(Saved entries)
______________________________
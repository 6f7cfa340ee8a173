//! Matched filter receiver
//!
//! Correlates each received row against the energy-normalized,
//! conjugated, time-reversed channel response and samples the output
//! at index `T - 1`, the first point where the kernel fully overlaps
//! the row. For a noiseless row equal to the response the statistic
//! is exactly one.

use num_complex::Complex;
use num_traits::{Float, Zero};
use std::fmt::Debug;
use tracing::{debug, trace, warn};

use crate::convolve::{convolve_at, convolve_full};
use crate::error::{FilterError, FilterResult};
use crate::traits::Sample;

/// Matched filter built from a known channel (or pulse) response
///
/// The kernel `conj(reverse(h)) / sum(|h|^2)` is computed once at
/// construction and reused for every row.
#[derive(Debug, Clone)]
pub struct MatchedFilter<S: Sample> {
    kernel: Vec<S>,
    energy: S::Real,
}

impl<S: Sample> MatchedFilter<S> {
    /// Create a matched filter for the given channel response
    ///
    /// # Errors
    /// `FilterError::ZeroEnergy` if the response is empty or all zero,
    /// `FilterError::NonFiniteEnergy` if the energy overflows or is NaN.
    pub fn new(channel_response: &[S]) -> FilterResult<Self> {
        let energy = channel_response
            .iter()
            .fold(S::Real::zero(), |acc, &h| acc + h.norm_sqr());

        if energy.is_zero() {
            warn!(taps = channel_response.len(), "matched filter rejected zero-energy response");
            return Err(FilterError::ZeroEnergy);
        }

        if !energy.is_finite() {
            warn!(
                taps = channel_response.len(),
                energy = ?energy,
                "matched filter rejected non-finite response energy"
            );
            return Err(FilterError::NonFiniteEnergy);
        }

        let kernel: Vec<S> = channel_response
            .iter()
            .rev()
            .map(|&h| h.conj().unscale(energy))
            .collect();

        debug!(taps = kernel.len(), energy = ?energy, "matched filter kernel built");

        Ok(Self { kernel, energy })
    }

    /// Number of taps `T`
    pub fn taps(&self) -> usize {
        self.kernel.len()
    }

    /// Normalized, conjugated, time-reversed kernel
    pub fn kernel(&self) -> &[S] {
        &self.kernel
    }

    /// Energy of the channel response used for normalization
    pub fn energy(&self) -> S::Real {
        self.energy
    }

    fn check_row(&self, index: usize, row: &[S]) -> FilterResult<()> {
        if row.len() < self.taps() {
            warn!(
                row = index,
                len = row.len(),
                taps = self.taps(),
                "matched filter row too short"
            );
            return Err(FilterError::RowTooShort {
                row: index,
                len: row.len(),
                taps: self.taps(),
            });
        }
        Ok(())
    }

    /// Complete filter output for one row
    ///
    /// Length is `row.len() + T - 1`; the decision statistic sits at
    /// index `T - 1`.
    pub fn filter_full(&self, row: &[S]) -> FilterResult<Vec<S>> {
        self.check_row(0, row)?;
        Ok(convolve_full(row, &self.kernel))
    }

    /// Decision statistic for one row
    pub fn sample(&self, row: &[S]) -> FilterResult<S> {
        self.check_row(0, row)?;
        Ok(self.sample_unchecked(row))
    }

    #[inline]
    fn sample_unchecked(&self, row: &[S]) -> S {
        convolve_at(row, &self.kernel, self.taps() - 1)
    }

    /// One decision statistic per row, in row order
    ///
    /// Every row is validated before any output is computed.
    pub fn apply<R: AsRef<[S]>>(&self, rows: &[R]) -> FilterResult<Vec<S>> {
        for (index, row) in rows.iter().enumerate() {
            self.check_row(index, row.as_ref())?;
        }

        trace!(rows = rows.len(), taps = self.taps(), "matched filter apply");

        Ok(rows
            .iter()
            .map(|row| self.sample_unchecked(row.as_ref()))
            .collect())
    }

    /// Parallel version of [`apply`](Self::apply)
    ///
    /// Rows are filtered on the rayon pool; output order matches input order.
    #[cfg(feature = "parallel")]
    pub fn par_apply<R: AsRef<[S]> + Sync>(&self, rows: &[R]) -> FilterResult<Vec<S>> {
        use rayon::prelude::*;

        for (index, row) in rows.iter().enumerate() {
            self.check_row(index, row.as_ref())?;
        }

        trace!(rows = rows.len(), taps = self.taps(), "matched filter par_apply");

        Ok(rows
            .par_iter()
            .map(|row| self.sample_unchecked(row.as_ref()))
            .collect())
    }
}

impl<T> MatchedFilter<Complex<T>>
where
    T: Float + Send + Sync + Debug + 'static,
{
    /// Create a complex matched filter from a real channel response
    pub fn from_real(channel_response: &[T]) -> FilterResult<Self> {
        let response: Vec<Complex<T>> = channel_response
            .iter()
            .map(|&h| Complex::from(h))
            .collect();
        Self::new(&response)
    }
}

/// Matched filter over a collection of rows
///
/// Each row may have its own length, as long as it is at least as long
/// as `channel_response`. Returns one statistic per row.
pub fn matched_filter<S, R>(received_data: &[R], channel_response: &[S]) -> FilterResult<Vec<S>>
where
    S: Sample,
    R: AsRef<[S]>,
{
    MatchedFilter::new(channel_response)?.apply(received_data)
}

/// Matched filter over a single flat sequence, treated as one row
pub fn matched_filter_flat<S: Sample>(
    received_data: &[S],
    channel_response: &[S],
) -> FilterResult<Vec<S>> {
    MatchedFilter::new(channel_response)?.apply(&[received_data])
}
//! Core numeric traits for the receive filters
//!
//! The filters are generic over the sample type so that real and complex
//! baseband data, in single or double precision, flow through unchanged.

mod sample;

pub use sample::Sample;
______________________________
Take every line above where "NonFiniteEnergy" appears and copy it.

# [The answer]
    /// `FilterError::NonFiniteEnergy` if the energy overflows or is NaN.
            return Err(FilterError::NonFiniteEnergy);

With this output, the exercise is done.